## Records supplied
Content starts

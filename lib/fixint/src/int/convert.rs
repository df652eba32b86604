//! Conversions between [`BigInt`] and native integers, floats and strings.

use alloc::string::{String, ToString};

use crate::{
    config::Width,
    int::BigInt,
    number::Number,
    word::{Native, SignedNative, Word},
};

/// Position of the implicit leading one of an `f64` mantissa.
const MANTISSA_BITS: u32 = 52;
/// Exponent bias of an `f64`, including the mantissa width.
const EXPONENT_BIAS: i32 = 1023 + MANTISSA_BITS as i32;

/// Split a finite `f64` into `(negative, mantissa, exponent)` with
/// `|value| == mantissa * 2^exponent`.
fn float_parts(value: f64) -> (bool, u64, i32) {
    let bits = value.to_bits();
    let negative = bits >> 63 == 1;
    let biased = ((bits >> MANTISSA_BITS) & 0x7FF) as i32;
    let fraction = bits & ((1 << MANTISSA_BITS) - 1);
    if biased == 0 {
        // Subnormal numbers have no implicit leading one.
        (negative, fraction, 1 - EXPONENT_BIAS)
    } else {
        (negative, fraction | (1 << MANTISSA_BITS), biased - EXPONENT_BIAS)
    }
}

/// Checks a finite `f64` has no fractional part.
fn is_integral(value: f64) -> bool {
    let (_, mantissa, exponent) = float_parts(value);
    if exponent >= 0 {
        return true;
    }
    let shift = exponent.unsigned_abs();
    mantissa == 0 || (shift < 64 && mantissa & ((1 << shift) - 1) == 0)
}

impl<W: Width<N>, const N: usize> BigInt<W, N> {
    /// Create a [`BigInt`] from a `u128` integer.
    ///
    /// Bits above [`Self::BITS`] are discarded.
    #[must_use]
    #[allow(clippy::cast_possible_truncation)]
    pub const fn from_u128(mut value: u128) -> Self {
        let bits = Self::CONFIG.word_bits;
        let mask = Self::CONFIG.word_mask as u128;
        let mut words = [0; N];
        let mut i = 0;
        while i < N && value != 0 {
            words[i] = (value & mask) as Word;
            value >>= bits;
            i += 1;
        }
        Self::from_words_unchecked(words)
    }

    /// Create a [`BigInt`] from an unsigned native integer.
    #[must_use]
    pub const fn from_u64(value: Native) -> Self {
        Self::from_u128(value as u128)
    }

    /// Create a [`BigInt`] from an `i128` integer.
    ///
    /// The magnitude is taken with unsigned arithmetic, so `i128::MIN` is
    /// handled without overflow.
    #[must_use]
    pub const fn from_i128(value: i128) -> Self {
        let magnitude = Self::from_u128(value.unsigned_abs());
        if value < 0 {
            magnitude.wrapping_neg()
        } else {
            magnitude
        }
    }

    /// Create a [`BigInt`] from a signed native integer.
    #[must_use]
    pub const fn from_i64(value: SignedNative) -> Self {
        Self::from_i128(value as i128)
    }

    /// Create a [`BigInt`] from a float, truncating toward zero.
    ///
    /// Returns `None` for NaN and infinities. Magnitudes beyond the width
    /// wrap around like any other integer conversion.
    #[must_use]
    pub fn from_f64(value: f64) -> Option<Self> {
        if !value.is_finite() {
            return None;
        }

        let (negative, mantissa, exponent) = float_parts(value);
        let magnitude = if exponent >= 0 {
            Self::from_u64(mantissa).wrapping_shl(i64::from(exponent))
        } else {
            let shift = exponent.unsigned_abs();
            if shift >= Native::BITS {
                Self::ZERO
            } else {
                Self::from_u64(mantissa >> shift)
            }
        };

        Some(if negative { magnitude.wrapping_neg() } else { magnitude })
    }

    /// Create a [`BigInt`] from any supported value.
    ///
    /// # Panics
    ///
    /// If `value` has no integer representation: a fractional or
    /// non-finite float, or a string that is not a base-10 integer.
    #[must_use]
    pub fn new<T: ToBigInt<W, N>>(value: T) -> Self {
        match value.to_bigint() {
            Some(int) => int,
            None => panic!("value has no integer representation"),
        }
    }

    /// Create a [`BigInt`] from any supported value, or `None` if it has no
    /// integer representation.
    #[must_use]
    pub fn convert<T: ToBigInt<W, N>>(value: T) -> Option<Self> {
        value.to_bigint()
    }

    /// Low 64 bits of `self` as an unsigned native integer.
    ///
    /// Values outside of the native range wrap around.
    #[must_use]
    pub const fn to_u64(&self) -> Native {
        let bits = Self::CONFIG.word_bits;
        let mut value: Native = 0;
        let mut i = N;
        while i > 0 {
            i -= 1;
            value = (value << bits) | self.words[i] as Native;
        }
        value
    }

    /// `self` as a signed native integer.
    ///
    /// Exact when `self` lies within [`Self::NATIVE_MIN`] and
    /// [`Self::NATIVE_MAX`]; otherwise the native result wraps around.
    #[must_use]
    #[allow(clippy::cast_possible_wrap)]
    pub const fn to_i64(&self) -> SignedNative {
        if self.is_negative() {
            (self.wrapping_neg().to_u64() as SignedNative).wrapping_neg()
        } else {
            self.to_u64() as SignedNative
        }
    }

    /// `self` as an unsigned native integer, or `None` if it is negative or
    /// does not fit.
    #[must_use]
    pub fn checked_to_u64(&self) -> Option<Native> {
        (!self.is_negative() && self.bit_len() <= Native::BITS as usize)
            .then(|| self.to_u64())
    }

    /// `self` as a signed native integer, or `None` if it does not fit.
    #[must_use]
    pub fn checked_to_i64(&self) -> Option<SignedNative> {
        self.fits_native().then(|| self.to_i64())
    }

    /// Checks `self` lies within the signed native range.
    fn fits_native(&self) -> bool {
        Self::NATIVE_MIN <= *self && *self <= Self::NATIVE_MAX
    }

    /// `self` as a float.
    ///
    /// Exact within the signed native range. Larger magnitudes go through
    /// the decimal representation and lose precision.
    #[must_use]
    #[allow(clippy::cast_precision_loss)]
    pub fn to_f64(&self) -> f64 {
        if self.fits_native() {
            return self.to_i64() as f64;
        }
        self.to_string()
            .parse()
            .expect("decimal digits should parse as a float")
    }
}

/// Values that can be turned into a [`BigInt`].
pub trait ToBigInt<W: Width<N>, const N: usize> {
    /// Convert `self`, or return `None` if it has no integer
    /// representation.
    fn to_bigint(&self) -> Option<BigInt<W, N>>;
}

impl<W: Width<N>, const N: usize> ToBigInt<W, N> for BigInt<W, N> {
    fn to_bigint(&self) -> Option<BigInt<W, N>> {
        Some(*self)
    }
}

impl<W: Width<N>, const N: usize> ToBigInt<W, N> for &BigInt<W, N> {
    fn to_bigint(&self) -> Option<BigInt<W, N>> {
        Some(**self)
    }
}

impl<W: Width<N>, const N: usize> ToBigInt<W, N> for f64 {
    /// Only finite floats without a fractional part convert.
    fn to_bigint(&self) -> Option<BigInt<W, N>> {
        if self.is_finite() && is_integral(*self) {
            BigInt::from_f64(*self)
        } else {
            None
        }
    }
}

impl<W: Width<N>, const N: usize> ToBigInt<W, N> for f32 {
    fn to_bigint(&self) -> Option<BigInt<W, N>> {
        f64::from(*self).to_bigint()
    }
}

impl<W: Width<N>, const N: usize> ToBigInt<W, N> for &str {
    fn to_bigint(&self) -> Option<BigInt<W, N>> {
        BigInt::from_base_str(self, 10)
    }
}

impl<W: Width<N>, const N: usize> ToBigInt<W, N> for String {
    fn to_bigint(&self) -> Option<BigInt<W, N>> {
        BigInt::from_base_str(self, 10)
    }
}

impl<W: Width<N>, const N: usize> ToBigInt<W, N> for Number<W, N> {
    fn to_bigint(&self) -> Option<BigInt<W, N>> {
        match self {
            Number::Int(int) => Some(*int),
            Number::Float(float) => float.to_bigint(),
        }
    }
}

/// Conversions from primitive integers.
macro_rules! impl_from_primitive {
    ($int:ty, $func_name:ident, $via:ty) => {
        impl<W: Width<N>, const N: usize> From<$int> for BigInt<W, N> {
            #[inline]
            fn from(value: $int) -> BigInt<W, N> {
                BigInt::$func_name(value as $via)
            }
        }

        impl<W: Width<N>, const N: usize> ToBigInt<W, N> for $int {
            #[inline]
            fn to_bigint(&self) -> Option<BigInt<W, N>> {
                Some(BigInt::from(*self))
            }
        }
    };
}

impl_from_primitive!(u8, from_u128, u128);
impl_from_primitive!(u16, from_u128, u128);
impl_from_primitive!(u32, from_u128, u128);
impl_from_primitive!(u64, from_u128, u128);
impl_from_primitive!(usize, from_u128, u128);
impl_from_primitive!(u128, from_u128, u128);
impl_from_primitive!(i8, from_i128, i128);
impl_from_primitive!(i16, from_i128, i128);
impl_from_primitive!(i32, from_i128, i128);
impl_from_primitive!(i64, from_i128, i128);
impl_from_primitive!(isize, from_i128, i128);
impl_from_primitive!(i128, from_i128, i128);

impl<W: Width<N>, const N: usize> From<bool> for BigInt<W, N> {
    fn from(value: bool) -> Self {
        Self::from(u8::from(value))
    }
}

impl<W: Width<N>, const N: usize> TryFrom<BigInt<W, N>> for i64 {
    type Error = BigInt<W, N>;

    /// Returns the original value back if it does not fit.
    fn try_from(value: BigInt<W, N>) -> Result<Self, Self::Error> {
        value.checked_to_i64().ok_or(value)
    }
}

impl<W: Width<N>, const N: usize> TryFrom<BigInt<W, N>> for u64 {
    type Error = BigInt<W, N>;

    /// Returns the original value back if it does not fit.
    fn try_from(value: BigInt<W, N>) -> Result<Self, Self::Error> {
        value.checked_to_u64().ok_or(value)
    }
}

impl<W: Width<N>, const N: usize> From<BigInt<W, N>> for f64 {
    fn from(value: BigInt<W, N>) -> Self {
        value.to_f64()
    }
}

#[cfg(test)]
mod tests {
    use proptest::prelude::*;

    use crate::{declare_width, Int256, Int64};

    declare_width!(W64x16, Int64x16, 64, 16);

    #[test]
    fn minus_one_is_all_ones() {
        let minus_one = Int256::from_i64(-1);
        assert!(minus_one.as_words().iter().all(|&w| w == u32::MAX));
    }

    #[test]
    fn native_extremes() {
        let min = Int256::from_i64(i64::MIN);
        assert!(min.is_negative());
        assert_eq!(min.to_i64(), i64::MIN);
        assert_eq!(Int256::from_u64(u64::MAX).to_u64(), u64::MAX);
        assert!(Int256::from_u64(u64::MAX).is_positive());
        // 64-bit integers reinterpret the top bit as a sign.
        assert_eq!(Int64::from_u64(u64::MAX), Int64::MINUS_ONE);
        assert_eq!(Int64x16::from_i64(i64::MIN), Int64x16::MIN);
    }

    #[test]
    fn from_u128_wraps_to_width() {
        let value = Int64::from_u128((7u128 << 64) | 5);
        assert_eq!(value, Int64::from(5u64));
    }

    #[test]
    fn to_i64_wraps_outside_native_range() {
        let big = Int256::from(u64::MAX) + Int256::from(2u64);
        assert_eq!(big.to_i64(), 1);
        assert_eq!(big.checked_to_i64(), None);
        assert_eq!(big.checked_to_u64(), None);
        assert_eq!(Int256::from(-1i64).checked_to_u64(), None);
        assert_eq!(i64::try_from(Int256::from(-9i64)), Ok(-9));
        assert!(u64::try_from(Int256::from(-9i64)).is_err());
    }

    #[test]
    fn from_f64_truncates_toward_zero() {
        assert_eq!(Int256::from_f64(2.9), Some(Int256::from(2u64)));
        assert_eq!(Int256::from_f64(-2.9), Some(Int256::from(-2i64)));
        assert_eq!(Int256::from_f64(0.25), Some(Int256::ZERO));
        assert_eq!(Int256::from_f64(-0.0), Some(Int256::ZERO));
        assert_eq!(Int256::from_f64(f64::NAN), None);
        assert_eq!(Int256::from_f64(f64::INFINITY), None);
        assert_eq!(
            Int256::from_f64(2f64.powi(100)),
            Some(Int256::ONE << 100u32)
        );
    }

    #[test]
    fn to_f64() {
        assert_eq!(Int256::from(-12i64).to_f64(), -12.0);
        let huge = Int256::ONE << 200u32;
        assert_eq!(huge.to_f64(), 2f64.powi(200));
        assert_eq!((-huge).to_f64(), -(2f64.powi(200)));
    }

    #[test]
    fn new_and_convert() {
        assert_eq!(Int256::new(42u8), Int256::from(42u64));
        assert_eq!(Int256::new("-17"), Int256::from(-17i64));
        assert_eq!(Int256::new(8.0f64), Int256::from(8u64));
        assert_eq!(Int256::convert(8.5f64), None);
        assert_eq!(Int256::convert(f64::NAN), None);
        assert_eq!(Int256::convert("12z"), None);
        assert_eq!(Int256::convert(String::from("99")), Some(Int256::from(99u64)));
    }

    #[test]
    #[should_panic(expected = "value has no integer representation")]
    fn new_panics_on_fraction() {
        let _ = Int256::new(0.5f64);
    }

    #[test]
    fn unsigned_reconstruction_identity() {
        proptest!(|(value: u64)| {
            let int = Int256::from(value);
            prop_assert_eq!(Int256::from(int.to_u64()), int);
        });
    }

    #[test]
    fn signed_round_trip() {
        proptest!(|(value: i64)| {
            prop_assert_eq!(Int256::from(value).to_i64(), value);
            prop_assert_eq!(Int64x16::from(value).to_i64(), value);
            prop_assert_eq!(Int256::from(value).to_f64(), value as f64);
        });
    }

    #[test]
    fn float_within_native_range() {
        proptest!(|(value in -1e18f64..1e18f64)| {
            let expected = value as i64;
            prop_assert_eq!(Int256::from_f64(value), Some(Int256::from(expected)));
        });
    }
}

Content ends

## What you will do
From the listing, copy each line containing the word "without".

## The answer
    /// handled without overflow.
    /// Only finite floats without a fractional part convert.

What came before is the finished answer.